>>
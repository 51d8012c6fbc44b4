use bytes::BytesMut;

use super::ProviderError;

/// What a single provider line means for the fragment stream.
#[derive(Debug, Clone, PartialEq, Eq)]
pub enum ProviderLine {
    Fragment(String),
    /// Text carried by the line that also closes the stream.
    Last(String),
    Done,
    Skip,
}

/// Reassembles newline-terminated lines from arbitrarily split body chunks.
///
/// Bytes are buffered until a `\n` arrives, so multi-byte characters cut by
/// the transport are decoded only once complete.
#[derive(Debug, Default)]
pub struct LineBuffer {
    pending: BytesMut,
}

impl LineBuffer {
    pub fn new() -> Self {
        Self::default()
    }

    pub fn push(&mut self, chunk: &[u8]) -> Result<Vec<String>, ProviderError> {
        self.pending.extend_from_slice(chunk);

        let mut lines = Vec::new();
        while let Some(pos) = self.pending.iter().position(|b| *b == b'\n') {
            let raw = self.pending.split_to(pos + 1);
            lines.push(decode(&raw[..pos])?);
        }
        Ok(lines)
    }

    /// Returns the trailing line when the body ended without a newline.
    pub fn finish(&mut self) -> Result<Option<String>, ProviderError> {
        if self.pending.is_empty() {
            return Ok(None);
        }
        let raw = self.pending.split();
        decode(&raw).map(Some)
    }
}

fn decode(raw: &[u8]) -> Result<String, ProviderError> {
    let raw = raw.strip_suffix(b"\r").unwrap_or(raw);
    std::str::from_utf8(raw)
        .map(str::to_string)
        .map_err(|e| ProviderError::Malformed(format!("invalid utf-8 in stream: {}", e)))
}
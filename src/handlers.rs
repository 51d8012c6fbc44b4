use axum::{
    extract::{
        ws::{Message, WebSocket, WebSocketUpgrade},
        State,
    },
    response::Response,
    Json,
};
use futures::{SinkExt, StreamExt};
use std::sync::Arc;

use crate::error::*;
use crate::init::AppState;
use crate::models::{ClientEvent, HealthResponse};
use crate::streaming::{
    BroadcastEvent, ConsumerConnection, ConsumerInfo, ControlEvent, Frame, SessionSnapshot,
};
use crate::types::{ConnectionId, ConsumerRole};

// ============================================================================
// HTTP HANDLERS
// ============================================================================

pub async fn health_check(State(state): State<Arc<AppState>>) -> Json<HealthResponse> {
    Json(HealthResponse {
        status: "ok",
        provider: state.provider,
        consumers: state.registry.len().await,
    })
}

pub async fn list_consumers(State(state): State<Arc<AppState>>) -> Json<Vec<ConsumerInfo>> {
    Json(state.registry.consumers().await)
}

pub async fn active_session(State(state): State<Arc<AppState>>) -> Result<Json<SessionSnapshot>> {
    state
        .coordinator
        .active_session()
        .await
        .map(Json)
        .ok_or_else(|| AppError::not_found("Active generation session"))
}

// ============================================================================
// WEBSOCKET HANDLER
// ============================================================================

/// GET /ws
///
/// One consumer per socket. Frames are JSON `{"event", "data"}` envelopes.
pub async fn ws_handler(ws: WebSocketUpgrade, State(state): State<Arc<AppState>>) -> Response {
    ws.on_upgrade(move |socket| handle_socket(state, socket))
}

async fn handle_socket(state: Arc<AppState>, socket: WebSocket) {
    let (mut sender, mut receiver) = socket.split();
    let (connection, mut outbox) = ConsumerConnection::new(ConsumerRole::default());
    let id = connection.id;

    // `start` goes in ahead of registration so it is always the first frame
    match Frame::encode(&ControlEvent::Start { connection_id: id }) {
        Ok(frame) => {
            connection.send(frame);
        }
        Err(e) => log::error!("failed to encode start frame: {}", e),
    }
    state.registry.register(connection).await;

    let mut writer = tokio::spawn(async move {
        while let Some(frame) = outbox.recv().await {
            if sender.send(Message::Text(frame.as_str().into())).await.is_err() {
                break;
            }
        }
    });

    loop {
        tokio::select! {
            _ = &mut writer => break,
            message = receiver.next() => match message {
                Some(Ok(Message::Text(text))) => {
                    if !dispatch(&state, id, text.as_str()).await {
                        break;
                    }
                }
                Some(Ok(Message::Close(_))) | None => break,
                Some(Ok(_)) => {}
                Some(Err(e)) => {
                    log::debug!("socket {} errored: {}", id, e);
                    break;
                }
            },
        }
    }

    state.registry.unregister(&id).await;
    writer.abort();
}

/// Handles one inbound frame. Returns false when the consumer is leaving.
async fn dispatch(state: &AppState, id: ConnectionId, text: &str) -> bool {
    let event = match ClientEvent::parse(text) {
        Ok(event) => event,
        Err(err) => {
            reply_error(state, id, &err).await;
            return true;
        }
    };

    match event {
        ClientEvent::Chat(payload) => {
            let request = payload.into_request(id, state.coordinator.config().default_max_tokens);
            log::info!("💬 chat from {} (request {})", id, request.request_id);
            match state.coordinator.submit(request).await {
                Ok(request_id) => log::debug!("request {} accepted from {}", request_id, id),
                Err(err) => log::debug!("request from {} refused: {}", id, err),
            }
        }
        ClientEvent::Identify(payload) => match payload.role() {
            Ok(role) => {
                state.registry.identify(&id, role).await;
            }
            Err(err) => reply_error(state, id, &err).await,
        },
        ClientEvent::SketchSync(data) => match Frame::encode(&ControlEvent::SketchUpdate(data)) {
            Ok(frame) => {
                let relayed = state.registry.broadcast_except(&id, &frame).await;
                log::debug!("🎨 sketch-sync from {} relayed to {}", id, relayed);
            }
            Err(e) => log::error!("failed to encode sketch update: {}", e),
        },
        ClientEvent::Disconnect => return false,
    }
    true
}

async fn reply_error(state: &AppState, id: ConnectionId, err: &AppError) {
    log_error(err);
    let frame = Frame::encode(&BroadcastEvent::error(None, err)).context("encoding error reply");
    match frame {
        Ok(frame) => {
            state.registry.send_to(&id, frame).await;
        }
        Err(e) => log_error(&e),
    }
}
<<
TASK INSTRUCTIONS >>
Show the lines in the entries above that include the string "crate".

EXERCISE RESULT >>
use crate::error::*;
use crate::init::AppState;
use crate::models::{ClientEvent, HealthResponse};
use crate::streaming::{
use crate::types::{ConnectionId, ConsumerRole};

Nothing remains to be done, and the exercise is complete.